Do you really need reason for beer? Wingman Brewers
There is only a rant on that page, no examples.
And you know what? I think an XML v1.1 document would be incompatible with any non-updated program, no matter what the changes in v1.1 are -- for if the program wasn't upgraded, it can't know what XML v.1.1 means. And there must be some difference, otherwise it wouldn't have a different version number
Jeroen
The Slashdot commentary has been pretty one-sided so I'll try and address the other side. First, IBM has said that this fix is for their mainframe customers, not for themselves. But nobody in the XML world has heard from these customers. As far as I know, no user has submitted a request for this NEL feature. No user has sent a message to the many XML mailing lists. No user has posted to Slashdot. Updating all of the XML parsers in the world is really expensive and if the mainframers don't care enough about the problem to storm the gates then maybe it isn't hurting them that badly.

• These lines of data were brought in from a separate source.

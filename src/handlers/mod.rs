//! Connection handlers for the local endpoints
//!
//! [`ProxyHandler`] serves the memcached data path; [`ConfigHandler`]
//! serves the synthetic cluster-config endpoint. [`PoolDisconnect`] wires
//! a server pool's drain into listener shutdown.

mod config;
mod proxy;

pub use config::ConfigHandler;
pub use proxy::ProxyHandler;

use crate::listener::ShutdownHandler;
use crate::pool::Server;
use async_trait::async_trait;
use std::sync::Arc;
use std::time::Duration;
use tokio::time::Instant;

/// Disconnects a server pool, bounded by a drain timeout, when the owning
/// listener shuts down.
pub struct PoolDisconnect {
    server: Arc<Server>,
    timeout: Duration,
}

impl PoolDisconnect {
    /// Tie `server` to listener shutdown with the given drain bound.
    pub fn new(server: Arc<Server>, timeout: Duration) -> Arc<Self> {
        Arc::new(PoolDisconnect { server, timeout })
    }
}

#[async_trait]
impl ShutdownHandler for PoolDisconnect {
    async fn shutdown(&self) {
        let deadline = Instant::now() + self.timeout;
        let _ = self.server.disconnect(Some(deadline)).await;
    }
}
//! Generic FIFO resource pool
//!
//! A size-bounded queue of opaque items with background maintenance.
//! Items enter at the tail and leave from the head, so under steady load
//! the pool cycles through its contents and idle items age toward expiry.

use crate::error::ConfigError;
use std::collections::VecDeque;
use std::sync::Mutex;
use std::time::Duration;

/// Lifecycle callbacks for pooled items.
///
/// `init` and `close` are invoked outside the pool lock; `is_expired` runs
/// during the maintenance walk and must not block.
pub trait ResourceHooks<T>: Send + Sync {
    /// Build a fresh item for the pool. `None` aborts the current refill.
    fn init(&self) -> Option<T>;

    /// Expiry predicate consulted by maintenance.
    fn is_expired(&self, item: &T) -> bool;

    /// Dispose of an item leaving the pool.
    fn close(&self, item: T);
}

/// Sizing and cadence options for a [`ResourcePool`].
#[derive(Debug, Clone)]
pub struct ResourcePoolOptions {
    /// Refill target for maintenance
    pub min_size: u64,
    /// Bound on held + checked-out items
    pub max_size: u64,
    /// Cadence of the background maintenance pass
    pub maintain_interval: Duration,
}

struct PoolInner<T> {
    items: VecDeque<T>,
    /// Items held plus items currently checked out
    total_size: u64,
    closed: bool,
}

/// FIFO container of opaque resources with size bounds.
///
/// Invariants: `size <= total_size <= max_size`. The expiry predicate is
/// not evaluated on `get`; stale items are filtered by [`maintain`]
/// (ResourcePool::maintain) and by the caller on checkout.
pub struct ResourcePool<T> {
    options: ResourcePoolOptions,
    hooks: Box<dyn ResourceHooks<T>>,
    inner: Mutex<PoolInner<T>>,
}

impl<T: Send> ResourcePool<T> {
    /// Create an empty pool. Rejects `min_size > max_size`.
    pub fn new(
        options: ResourcePoolOptions,
        hooks: Box<dyn ResourceHooks<T>>,
    ) -> Result<Self, ConfigError> {
        if options.min_size > options.max_size {
            return Err(ConfigError::InvalidPoolSize(
                "min_size cannot be greater than max_size".to_string(),
            ));
        }

        Ok(ResourcePool {
            options,
            hooks,
            inner: Mutex::new(PoolInner {
                items: VecDeque::new(),
                total_size: 0,
                closed: false,
            }),
        })
    }

    /// Items currently held in the queue.
    pub fn size(&self) -> u64 {
        self.inner.lock().unwrap().items.len() as u64
    }

    /// Items held plus items checked out.
    pub fn total_size(&self) -> u64 {
        self.inner.lock().unwrap().total_size
    }

    /// Cadence for the caller-driven maintenance loop.
    pub fn maintain_interval(&self) -> Duration {
        self.options.maintain_interval
    }

    /// Enqueue an item at the tail. Returns false if the pool has shut
    /// down, in which case the item is closed. `total_size` is untouched:
    /// callers accounted for the item when they took it out.
    pub fn put(&self, item: T) -> bool {
        {
            let mut inner = self.inner.lock().unwrap();
            if !inner.closed {
                inner.items.push_back(item);
                return true;
            }
        }
        self.hooks.close(item);
        false
    }

    /// Dequeue from the head. Returns `None` when empty.
    pub fn get(&self) -> Option<T> {
        self.inner.lock().unwrap().items.pop_front()
    }

    /// Reserve accounting for an item that will live outside the queue.
    /// Fails when the reservation would exceed `max_size` or the pool has
    /// shut down.
    pub fn increment_total(&self) -> bool {
        let mut inner = self.inner.lock().unwrap();
        if inner.closed || inner.total_size >= self.options.max_size {
            return false;
        }
        inner.total_size += 1;
        true
    }

    /// Release accounting for an item that left the pool for good.
    pub fn decrement_total(&self) {
        let mut inner = self.inner.lock().unwrap();
        inner.total_size = inner.total_size.saturating_sub(1);
    }

    /// One maintenance pass: evict expired items preserving FIFO order for
    /// survivors, then refill up to `min_size`. Close callbacks run after
    /// the lock is released; a failed `init` aborts the refill for this
    /// pass without blocking the pool.
    pub fn maintain(&self) {
        let evicted = {
            let mut inner = self.inner.lock().unwrap();
            if inner.closed {
                return;
            }

            let mut evicted = Vec::new();
            let mut survivors = VecDeque::with_capacity(inner.items.len());
            while let Some(item) = inner.items.pop_front() {
                if self.hooks.is_expired(&item) {
                    evicted.push(item);
                } else {
                    survivors.push_back(item);
                }
            }
            inner.items = survivors;
            inner.total_size = inner.total_size.saturating_sub(evicted.len() as u64);
            evicted
        };

        for item in evicted {
            self.hooks.close(item);
        }

        loop {
            {
                let mut inner = self.inner.lock().unwrap();
                if inner.closed || inner.total_size >= self.options.min_size {
                    return;
                }
                inner.total_size += 1;
            }

            match self.hooks.init() {
                Some(item) => {
                    let leftover = {
                        let mut inner = self.inner.lock().unwrap();
                        if inner.closed {
                            inner.total_size -= 1;
                            Some(item)
                        } else {
                            inner.items.push_back(item);
                            None
                        }
                    };
                    if let Some(item) = leftover {
                        self.hooks.close(item);
                        return;
                    }
                }
                None => {
                    self.inner.lock().unwrap().total_size -= 1;
                    return;
                }
            }
        }
    }

    /// Mark the pool closed, drain the queue, and close every held item.
    /// Further `put` calls are refused.
    pub fn close(&self) {
        let drained: Vec<T> = {
            let mut inner = self.inner.lock().unwrap();
            inner.closed = true;
            let drained: Vec<T> = inner.items.drain(..).collect();
            inner.total_size = inner.total_size.saturating_sub(drained.len() as u64);
            drained
        };

        for item in drained {
            self.hooks.close(item);
        }
    }

    /// Whether `close` has been called.
    pub fn is_closed(&self) -> bool {
        self.inner.lock().unwrap().closed
    }
}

So from a democratic point of view, we're going to make life harder for the people who care enough to scream out loud in order to make life easier for the small minority who perhaps are not even that badly impacted.
Further discussion is on xml.com.
Okay...maybe I'm not looking at this incorrectly, but...
If IBM problem is they don't want to force everyone to update their Mainframes and cause them a head ache...but won't they still have to upgrade their Mainframes to support XML 1.1 with new XML 1.1 compatible parsers?
Eric B
ebresie@gmail.com
I'm dealing with some cross-platform XML these days. It's generally pretty wonderful, but the newline character is something that drives me a bit batty. If anyone can bring some unity to this disunity, I'm sure that all of the XML world and the Java world would be better off. It's an anachronism.